HALLIBURTON, A.J. (Major)

Maj. A. J. Halliburton, a farmer and valuable citizen of the Tenth District, was born in Humphreys County, in 1814, being one of two children born to Charles A. and Jerusha Halliburton. His grandfather was born in North Carolina in l747, and lived to be seventy-three years old; he was a major in the war of 1812. The father was born in North Carolina, July, 1793; his parents came to Nashville in 1796, then moved to Dickson County, then to Humphreys; he was also in the war of 1812 and died shortly after the battle of New Orleans, March 6, 1815. A. J. Halliburton’s mother was born in Wake County, North Carolina, in 1795, and died October 16, 1882.

Maj.
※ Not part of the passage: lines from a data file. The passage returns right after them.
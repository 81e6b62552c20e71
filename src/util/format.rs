// Display Formatting
// Human-readable durations and plain-text tables

use std::time::Duration;

/// Format a duration with the largest unit that keeps it above 1
pub fn format_duration(duration: Duration) -> String {
    const MICRO: u128 = 1_000;
    const MILLI: u128 = MICRO * 1_000;
    const SECOND: u128 = MILLI * 1_000;

    let nanos = duration.as_nanos();

    if nanos >= SECOND {
        format!("{:.2} s", nanos as f64 / SECOND as f64)
    } else if nanos >= MILLI {
        format!("{:.2} ms", nanos as f64 / MILLI as f64)
    } else if nanos >= MICRO {
        format!("{:.2} µs", nanos as f64 / MICRO as f64)
    } else {
        format!("{} ns", nanos)
    }
}

/// Render rows as left-aligned columns separated by two spaces
pub fn format_table(header: &[&str], rows: &[Vec<String>]) -> String {
    let mut widths: Vec<usize> = header.iter().map(|h| h.chars().count()).collect();
    for row in rows {
        for (i, cell) in row.iter().enumerate() {
            let width = cell.chars().count();
            match widths.get_mut(i) {
                Some(w) => *w = (*w).max(width),
                None => widths.push(width),
            }
        }
    }

    let render = |cells: Vec<&str>| -> String {
        let padded: Vec<String> = cells
            .iter()
            .enumerate()
            .map(|(i, cell)| format!("{:<width$}", cell, width = widths[i]))
            .collect();
        padded.join("  ").trim_end().to_string()
    };

    let separator: Vec<String> = widths.iter().map(|&w| "-".repeat(w)).collect();

    let mut lines = vec![render(header.to_vec())];
    lines.push(render(separator.iter().map(String::as_str).collect()));
    for row in rows {
        lines.push(render(row.iter().map(String::as_str).collect()));
    }

    lines.join("\n")
}
// RSA Session
// Holds the current key pair for a front end and guards operations that need one

use log::info;
use thiserror::Error;

use crate::rsa::decrypt::{decrypt, decrypt_json};
use crate::rsa::encrypt::encrypt;
use crate::rsa::error::{DecryptError, EncryptError, KeyError, MessageError};
use crate::rsa::keygen::{generate_keypair_from_input, KeyGenConfig, KeyPair};
use crate::rsa::message::EncryptedMessage;

/// Errors surfaced to whoever drives the session
#[derive(Error, Debug, Clone, PartialEq, Eq)]
pub enum SessionError {
    #[error("no key pair yet: generate RSA keys first")]
    NoKeyPair,

    #[error("please enter text to process")]
    EmptyInput,

    #[error(transparent)]
    Key(#[from] KeyError),

    #[error(transparent)]
    Encrypt(#[from] EncryptError),

    #[error(transparent)]
    Decrypt(#[from] DecryptError),

    #[error(transparent)]
    Message(#[from] MessageError),
}

pub type SessionResult<T> = Result<T, SessionError>;

/// Key pair state for one encryption/decryption session
#[derive(Debug, Default)]
pub struct Session {
    config: KeyGenConfig,
    keypair: Option<KeyPair>,
}

impl Session {
    pub fn new(config: KeyGenConfig) -> Self {
        Self {
            config,
            keypair: None,
        }
    }

    pub fn keypair(&self) -> Option<&KeyPair> {
        self.keypair.as_ref()
    }

    pub fn has_keys(&self) -> bool {
        self.keypair.is_some()
    }

    /// Validate textual primes and replace the current key pair
    ///
    /// A failed attempt leaves any previous key pair in place.
    pub fn generate_keys(&mut self, p: &str, q: &str) -> SessionResult<&KeyPair> {
        let keypair = generate_keypair_from_input(p, q, &self.config)?;
        info!("session key pair replaced (n = {})", keypair.public_key.n);
        Ok(self.keypair.insert(keypair))
    }

    pub fn clear_keys(&mut self) {
        self.keypair = None;
    }

    fn require_keys(&self) -> SessionResult<&KeyPair> {
        self.keypair.as_ref().ok_or(SessionError::NoKeyPair)
    }

    pub fn encrypt(&self, text: &str) -> SessionResult<EncryptedMessage> {
        if text.trim().is_empty() {
            return Err(SessionError::EmptyInput);
        }
        let keypair = self.require_keys()?;
        Ok(encrypt(text, &keypair.public_key)?)
    }

    pub fn decrypt(&self, encrypted: &EncryptedMessage) -> SessionResult<String> {
        let keypair = self.require_keys()?;
        Ok(decrypt(encrypted, &keypair.private_key)?)
    }

    /// Decrypt a ciphertext typed or pasted as a JSON array
    pub fn decrypt_json(&self, text: &str) -> SessionResult<String> {
        if text.trim().is_empty() {
            return Err(SessionError::EmptyInput);
        }
        let keypair = self.require_keys()?;
        Ok(decrypt_json(text, &keypair.private_key)?)
    }
}
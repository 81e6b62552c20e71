// Benchmark Report
// Plain-text rendering of measurements for the command line

use super::harness::{BenchmarkOutcome, ComparisonEntry};
use crate::util::{format_duration, format_table};

/// One line summary of a single measurement
pub fn render_outcome(label: &str, outcome: &BenchmarkOutcome) -> String {
    match outcome {
        BenchmarkOutcome::Measured(result) => format!(
            "{}: {} iterations (size {}), avg {}, min {}, max {}, total {}",
            label,
            result.iterations(),
            result.contextual_size(),
            format_duration(result.average_time()),
            format_duration(result.min_time()),
            format_duration(result.max_time()),
            format_duration(result.total_time()),
        ),
        BenchmarkOutcome::Failed { error } => format!("{}: error: {}", label, error),
    }
}

/// Table of key comparison entries, failed entries show their error
pub fn render_comparison(entries: &[ComparisonEntry]) -> String {
    let header = ["p", "q", "bits", "keygen avg", "encrypt avg", "status"];

    let rows: Vec<Vec<String>> = entries
        .iter()
        .map(|entry| {
            let mut row = vec![entry.size.p.to_string(), entry.size.q.to_string()];
            match &entry.outcome {
                Ok(comparison) => row.extend([
                    comparison.modulus_bits.to_string(),
                    format_duration(comparison.key_generation.average_time()),
                    format_duration(comparison.encryption.average_time()),
                    "ok".to_string(),
                ]),
                Err(error) => row.extend([
                    "-".to_string(),
                    "-".to_string(),
                    "-".to_string(),
                    format!("error: {}", error),
                ]),
            }
            row
        })
        .collect();

    format_table(&header, &rows)
}
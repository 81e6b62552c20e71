// RSA Decryption Implementation
// Inverts per-character encryption: m = c^d mod n, then back to a character

use num_traits::{ToPrimitive, Zero};

use super::bigint::{from_u64, mod_pow, RsaBigInt};
use super::error::{DecryptError, MessageError};
use super::keygen::PrivateKey;
use super::message::EncryptedMessage;

/// Reject keys that cannot decrypt anything
pub fn check_private_key(private_key: &PrivateKey) -> Result<(), DecryptError> {
    if private_key.n.is_zero() {
        return Err(DecryptError::InvalidKey("modulus n must be positive"));
    }
    if private_key.d.is_zero() {
        return Err(DecryptError::InvalidKey("private exponent d must be positive"));
    }
    Ok(())
}

/// Decrypt a single value: c^d mod n
pub fn decrypt_value(c: u64, d: u64, n: u64) -> Result<u64, DecryptError> {
    let key = PrivateKey::new(n, d);
    check_private_key(&key)?;

    let m = mod_pow(&from_u64(c), &key.d, &key.n);
    // m < n, and n came from a u64
    m.to_u64()
        .ok_or_else(|| DecryptError::InvalidCiphertext(format!("{} does not fit in 64 bits", m)))
}

fn to_char(m: RsaBigInt) -> Result<char, DecryptError> {
    m.to_u32()
        .and_then(char::from_u32)
        .ok_or(DecryptError::InvalidCodePoint(m))
}

/// Decrypt ciphertext values back into the original string
pub fn decrypt(encrypted: &EncryptedMessage, private_key: &PrivateKey) -> Result<String, DecryptError> {
    check_private_key(private_key)?;

    encrypted
        .values()
        .iter()
        .map(|c| to_char(mod_pow(c, &private_key.d, &private_key.n)))
        .collect()
}

/// Parse a JSON ciphertext array and decrypt it
pub fn decrypt_json(text: &str, private_key: &PrivateKey) -> Result<String, MessageError> {
    let encrypted = EncryptedMessage::from_json(text)?;
    Ok(decrypt(&encrypted, private_key)?)
}

impl PrivateKey {
    /// Decrypt a ciphertext using this private key
    pub fn decrypt(&self, encrypted: &EncryptedMessage) -> Result<String, DecryptError> {
        decrypt(encrypted, self)
    }
}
Halliburton married Nancy J., daughter of F. C. and Laura (Duke) Wells. She was born in Kentucky in 1827. They have lived on their present farm since 1848, Maj. Halliburton owning 740 acres of well improved land. In early manhood he taught school for ten years; he is a man of fine business capacity and has met with marked success, and is regarded as a valuable citizen of the county. He held the office of constable until he resigned, and belongs to the Masons and the I. O. O. F., and with his wife belongs to the Missionary Baptist Church. He has been a member of the church at Woodville for forty-nine years.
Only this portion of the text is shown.